Подлинные основы революции февраля 1917 были заложены «милютинской» военной реформой, уничтожившей петровскую армию как открытую касту военных профессионалов, как братство по оружию, выковываемое десятилетиями. Новая конструкция армии, основанная на всеобщей воинской повинности, окончательно разрушила иерархию служения. Солдатами теперь были не солдаты, взятые из среды крестьянства, а разночинцы — крестьяне, мещане, горожане вперемешку. Они не служили Царю, но отбывали кратковременную повинность. Офицерство из сословной дворянской привилегии также превратилось в разночинную профессию. Причем сословная деградация офицерства неуклонно нарастала, а с началом Первой мировой войны и гибелью в первый год основных офицерских кадров приобрела тотальный характер. Армия Империи ушла, осталось лишь ее яркое послесвечение, которое позволило России выиграть войну-реванш 1878 года, бывшую вынужденной уступкой правительства народным настроениям. Мудрейший Александр III, прозванный Миротворцем, потому еще старался уклоняться от вовлечения России в войну, что прекрасно понимал системные недостатки новой армии и не хотел подвергать страну опасности, не устранив внутреннего беспорядка. В событиях 1905 и 1917 годов армия, представляя собой массу недостаточно обученного и вырванного из привычного окружения элемента, сыграла роль хвороста, поджегши который, разжигают костер из массивных поленьев.

Можно лишь удивляться тому, что Империя, социальные основания которой были подрублены реформами Александра II, держалась так долго.
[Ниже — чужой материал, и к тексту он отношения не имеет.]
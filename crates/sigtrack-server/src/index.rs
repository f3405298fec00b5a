//! Scope-keyed subscription index.
//!
//! Maps each `ScopeKey` to the set of connection ids currently interested in
//! it, with a reverse map so a connection can be moved or removed without
//! scanning every scope. The index stores ids only; connection lifetime is
//! the registry's concern.

use std::collections::{HashMap, HashSet};

use parking_lot::Mutex;
use sigtrack_core::ScopeKey;

use crate::registry::ConnectionId;

#[derive(Default)]
struct Inner {
    by_scope: HashMap<ScopeKey, HashSet<ConnectionId>>,
    by_connection: HashMap<ConnectionId, ScopeKey>,
}

/// Which connections are watching which scope.
///
/// A connection belongs to at most one scope at a time: subscribing replaces
/// any prior entry. Critical sections are short and never await.
#[derive(Default)]
pub struct SubscriptionIndex {
    inner: Mutex<Inner>,
}

impl SubscriptionIndex {
    /// Create an empty index.
    pub fn new() -> Self {
        Self::default()
    }

    /// Register `id` under `scope`, moving it out of any previous scope.
    /// Repeating an identical subscription is a no-op.
    pub fn subscribe(&self, id: &ConnectionId, scope: ScopeKey) {
        let mut inner = self.inner.lock();
        if inner.by_connection.get(id) == Some(&scope) {
            return;
        }
        Self::detach(&mut inner, id);
        let _ = inner
            .by_scope
            .entry(scope.clone())
            .or_default()
            .insert(id.clone());
        let _ = inner.by_connection.insert(id.clone(), scope);
    }

    /// Remove `id` from its current scope, if any. Returns the scope it was
    /// subscribed to.
    pub fn unsubscribe(&self, id: &ConnectionId) -> Option<ScopeKey> {
        let mut inner = self.inner.lock();
        Self::detach(&mut inner, id)
    }

    /// Point-in-time snapshot of the audience for `scope`. A connection may
    /// close between the snapshot and a subsequent send; callers must treat
    /// send failures as connection-dead rather than trust the snapshot.
    pub fn subscribers_of(&self, scope: &ScopeKey) -> Vec<ConnectionId> {
        let inner = self.inner.lock();
        inner
            .by_scope
            .get(scope)
            .map(|set| set.iter().cloned().collect())
            .unwrap_or_default()
    }

    /// The scope `id` is currently subscribed to.
    pub fn scope_of(&self, id: &ConnectionId) -> Option<ScopeKey> {
        self.inner.lock().by_connection.get(id).cloned()
    }

    /// Number of scopes with at least one subscriber.
    pub fn scope_count(&self) -> usize {
        self.inner.lock().by_scope.len()
    }

    fn detach(inner: &mut Inner, id: &ConnectionId) -> Option<ScopeKey> {
        let scope = inner.by_connection.remove(id)?;
        if let Some(set) = inner.by_scope.get_mut(&scope) {
            let _ = set.remove(id);
            if set.is_empty() {
                let _ = inner.by_scope.remove(&scope);
            }
        }
        Some(scope)
    }
}
//! # sigtrack-cache
//!
//! Tag-indexed cache for scope-filtered reads.
//!
//! Entries are JSON values keyed by string, each optionally expiring after a
//! TTL. A tag indexes the set of cache keys whose contents could be staled by
//! a mutation on that tag's scope dimension; invalidating the tag deletes
//! every indexed entry and then the tag's own record set.
//!
//! The write path invalidates a mutation's tags strictly before broadcasting
//! it, so a client that re-queries after receiving a push never sees the
//! pre-mutation cached value.

#![deny(unsafe_code)]

use std::collections::{HashMap, HashSet};
use std::time::{Duration, Instant};

use parking_lot::Mutex;
use serde_json::Value;
use tracing::debug;

struct Entry {
    value: Value,
    expires_at: Option<Instant>,
}

impl Entry {
    fn is_expired(&self, now: Instant) -> bool {
        self.expires_at.is_some_and(|deadline| deadline <= now)
    }
}

#[derive(Default)]
struct Inner {
    entries: HashMap<String, Entry>,
    tags: HashMap<String, HashSet<String>>,
}

/// In-process cache with tag-based invalidation.
///
/// All operations take short, non-async critical sections; the lock is never
/// held across an await point by callers because no method is async.
#[derive(Default)]
pub struct TagCache {
    inner: Mutex<Inner>,
}

impl TagCache {
    /// Create an empty cache.
    pub fn new() -> Self {
        Self::default()
    }

    /// Store a value under `key`, replacing any previous entry. A `ttl` of
    /// `None` keeps the entry until it is invalidated or removed.
    pub fn insert(&self, key: impl Into<String>, value: Value, ttl: Option<Duration>) {
        let entry = Entry {
            value,
            expires_at: ttl.map(|ttl| Instant::now() + ttl),
        };
        let _ = self.inner.lock().entries.insert(key.into(), entry);
    }

    /// Fetch a value. Expired entries are dropped on read and reported as
    /// misses.
    pub fn get(&self, key: &str) -> Option<Value> {
        let mut inner = self.inner.lock();
        match inner.entries.get(key) {
            Some(entry) if entry.is_expired(Instant::now()) => {
                let _ = inner.entries.remove(key);
                None
            }
            Some(entry) => Some(entry.value.clone()),
            None => None,
        }
    }

    /// Associate a cache key with a tag. An entry may carry any number of
    /// tags; recording the same pair twice is a no-op.
    pub fn record(&self, tag: impl Into<String>, key: impl Into<String>) {
        let mut inner = self.inner.lock();
        let _ = inner.tags.entry(tag.into()).or_default().insert(key.into());
    }

    /// Delete every entry recorded under `tag`, then the tag's record set
    /// itself. Unknown tags are a no-op. Returns the number of entries
    /// actually removed.
    pub fn invalidate(&self, tag: &str) -> usize {
        let mut inner = self.inner.lock();
        let Some(keys) = inner.tags.remove(tag) else {
            return 0;
        };
        let mut removed = 0;
        for key in &keys {
            if inner.entries.remove(key).is_some() {
                removed += 1;
            }
        }
        debug!(tag, removed, "cache tag invalidated");
        removed
    }

    /// Remove one entry directly, bypassing the tag index.
    pub fn remove(&self, key: &str) -> bool {
        self.inner.lock().entries.remove(key).is_some()
    }

    /// Number of live entries, counting expired ones not yet collected.
    pub fn len(&self) -> usize {
        self.inner.lock().entries.len()
    }

    /// Whether the cache holds no entries.
    pub fn is_empty(&self) -> bool {
        self.inner.lock().entries.is_empty()
    }
}

#[cfg(test)]
mod tests {
    use super::*;
    use serde_json::json;

    #[test]
    fn insert_and_get() {
        let cache = TagCache::new();
        cache.insert("k1", json!({"a": 1}), None);
        assert_eq!(cache.get("k1"), Some(json!({"a": 1})));
        assert_eq!(cache.get("missing"), None);
    }

    #[test]
    fn insert_replaces() {
        let cache = TagCache::new();
        cache.insert("k1", json!(1), None);
        cache.insert("k1", json!(2), None);
        assert_eq!(cache.get("k1"), Some(json!(2)));
        assert_eq!(cache.len(), 1);
    }

    #[test]
    fn expired_entry_is_a_miss() {
        let cache = TagCache::new();
        cache.insert("k1", json!(1), Some(Duration::ZERO));
        assert_eq!(cache.get("k1"), None);
        // Dropped on read
        assert!(cache.is_empty());
    }

    #[test]
    fn unexpired_ttl_entry_hits() {
        let cache = TagCache::new();
        cache.insert("k1", json!(1), Some(Duration::from_secs(300)));
        assert_eq!(cache.get("k1"), Some(json!(1)));
    }

    #[test]
    fn invalidate_removes_tagged_entries() {
        let cache = TagCache::new();
        cache.insert("sigs:30000142:1001.1", json!([1, 2]), None);
        cache.insert("sigs:30000148:1001.1", json!([3]), None);
        cache.record("system:30000142", "sigs:30000142:1001.1");
        cache.record("system:30000148", "sigs:30000148:1001.1");

        assert_eq!(cache.invalidate("system:30000142"), 1);
        assert_eq!(cache.get("sigs:30000142:1001.1"), None);
        // Other scope untouched
        assert_eq!(cache.get("sigs:30000148:1001.1"), Some(json!([3])));
    }

    #[test]
    fn invalidate_unknown_tag_is_noop() {
        let cache = TagCache::new();
        cache.insert("k1", json!(1), None);
        assert_eq!(cache.invalidate("no_such_tag"), 0);
        assert_eq!(cache.get("k1"), Some(json!(1)));
    }

    #[test]
    fn invalidate_drops_tag_record_set() {
        let cache = TagCache::new();
        cache.record("mask:1001.1", "k1");
        cache.insert("k1", json!(1), None);
        assert_eq!(cache.invalidate("mask:1001.1"), 1);
        // Tag set is gone; re-inserting the entry does not resurrect it
        cache.insert("k1", json!(2), None);
        assert_eq!(cache.invalidate("mask:1001.1"), 0);
        assert_eq!(cache.get("k1"), Some(json!(2)));
    }

    #[test]
    fn entry_with_multiple_tags() {
        let cache = TagCache::new();
        cache.insert("snapshot", json!({"v": 1}), None);
        cache.record("system:30000142", "snapshot");
        cache.record("mask:1001.1", "snapshot");

        assert_eq!(cache.invalidate("mask:1001.1"), 1);
        assert_eq!(cache.get("snapshot"), None);
        // The other tag's set still references the key, but the entry is gone
        assert_eq!(cache.invalidate("system:30000142"), 0);
    }

    #[test]
    fn record_same_pair_twice() {
        let cache = TagCache::new();
        cache.insert("k1", json!(1), None);
        cache.record("t", "k1");
        cache.record("t", "k1");
        assert_eq!(cache.invalidate("t"), 1);
    }

    #[test]
    fn remove_bypasses_tags() {
        let cache = TagCache::new();
        cache.insert("k1", json!(1), None);
        cache.record("t", "k1");
        assert!(cache.remove("k1"));
        assert!(!cache.remove("k1"));
        assert_eq!(cache.get("k1"), None);
    }

    #[test]
    fn concurrent_access() {
        use std::sync::Arc;
        let cache = Arc::new(TagCache::new());
        let mut handles = Vec::new();
        for i in 0..8 {
            let cache = Arc::clone(&cache);
            handles.push(std::thread::spawn(move || {
                for j in 0..100 {
                    let key = format!("k{i}:{j}");
                    cache.insert(key.clone(), json!(j), None);
                    cache.record(format!("tag{i}"), key);
                }
                cache.invalidate(&format!("tag{i}"))
            }));
        }
        let removed: usize = handles.into_iter().map(|h| h.join().unwrap()).sum();
        assert_eq!(removed, 800);
        assert!(cache.is_empty());
    }
}
//! Health check endpoint payload.

use std::time::Instant;

use serde::{Deserialize, Serialize};

/// Response body for `GET /health`.
#[derive(Clone, Debug, Serialize, Deserialize)]
pub struct HealthResponse {
    /// Always `"ok"` while the process is serving.
    pub status: String,
    /// Seconds since the server started.
    pub uptime_secs: u64,
    /// Live WebSocket connections.
    pub connections: usize,
    /// Scopes with at least one subscriber.
    pub scopes: usize,
}

/// Build the current health snapshot.
pub fn health_check(start_time: Instant, connections: usize, scopes: usize) -> HealthResponse {
    HealthResponse {
        status: "ok".into(),
        uptime_secs: start_time.elapsed().as_secs(),
        connections,
        scopes,
    }
}
//! Per-scope fan-out of committed mutations.

use std::sync::Arc;

use chrono::Utc;
use sigtrack_core::MutationEvent;
use tracing::{debug, warn};

use crate::registry::ConnectionRegistry;

/// Pushes each committed mutation to every connection subscribed to the
/// event's scope.
///
/// Runs inline on whichever thread commits the mutation, so two dispatches
/// issued in order from one thread reach every common subscriber in that
/// order. Fan-out is best-effort and independent per recipient: a dead
/// connection is closed and skipped, never allowed to abort delivery to the
/// rest. At-most-once: a connection that is mid-reconnect simply misses the
/// event and recovers via `initial_data` on resubscribe.
pub struct BroadcastDispatcher {
    registry: Arc<ConnectionRegistry>,
}

impl BroadcastDispatcher {
    /// Create a dispatcher over the given registry.
    pub fn new(registry: Arc<ConnectionRegistry>) -> Self {
        Self { registry }
    }

    /// Deliver `event` to the current subscribers of its scope. Returns the
    /// number of connections the frame was handed to.
    pub fn dispatch(&self, event: &MutationEvent) -> usize {
        let subscribers = self.registry.subscribers_of(&event.scope);
        if subscribers.is_empty() {
            return 0;
        }

        // Serialize once, share the buffer across recipients.
        let frame = event.envelope(Utc::now().timestamp());
        let json: Arc<str> = match serde_json::to_string(&frame) {
            Ok(json) => Arc::from(json.as_str()),
            Err(error) => {
                warn!(%error, entity_type = %event.entity_type, "failed to serialize update frame");
                return 0;
            }
        };

        let mut delivered = 0;
        let mut dead = Vec::new();
        for id in subscribers {
            match self.registry.send(&id, &json) {
                Ok(()) => delivered += 1,
                Err(error) => {
                    warn!(conn_id = %id, %error, "send failed during broadcast");
                    dead.push(id);
                }
            }
        }
        for id in dead {
            self.registry.close(&id);
        }

        debug!(
            scope = %event.scope,
            entity_type = %event.entity_type,
            delivered,
            "broadcast update"
        );
        delivered
    }
}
Точно высшие силы хранили ее от распада.

Драма самоуничтожения была остановлена сперва новым польским восстанием. Европа не удовлетворилась Крымским поражением России и её внутренней капитуляцией. Она решила довести дело до конца при помощи мятежа. Это заставило русское общество сплотиться и подобраться, мало того, собрать еще раз в кулак всю национальную энергию, сперва на подавление восстания, а затем на решение новых национальных задач. Национализм, практически новоевропейского типа, становится силой, которая еще держала Империю в тонусе.

Новый акт саморазрушения был остановлен совсем неожиданно, — император Александр II был убит революционерами накануне начала очередного тура либеральных реформ, накануне введения Конституции. Цареубийство предотвратило ошибку монарха и отрезвило нацию. Александр III, бывший скорее внуком Николая I, чем сыном Александра II, не мог всерьез изменить сложившуюся в эпоху Реформ систему, он не мог сделать главного, остановить капитализацию социальной и экономической жизни, а стало быть, и нарастание народного недовольства. Но он мог хотя бы соблюдать порядок и тормозить дальнейшее сползание в пропасть.

Александр III был, пожалуй, «Удерживающим» в самом строгом смысле этого слова. Во время страшной катастрофы царского поезда в Борках царь-богатырь на своих могучих плечах держал крышу вагона и на этом надорвал здоровье. Точно так же «носитель идеала» (как называл Александра III Лев Тихомиров) держал на своих плечах крышу России, и когда удивляются, почему он ушел так рано, то забывают, что каждый его год стоил ему пяти.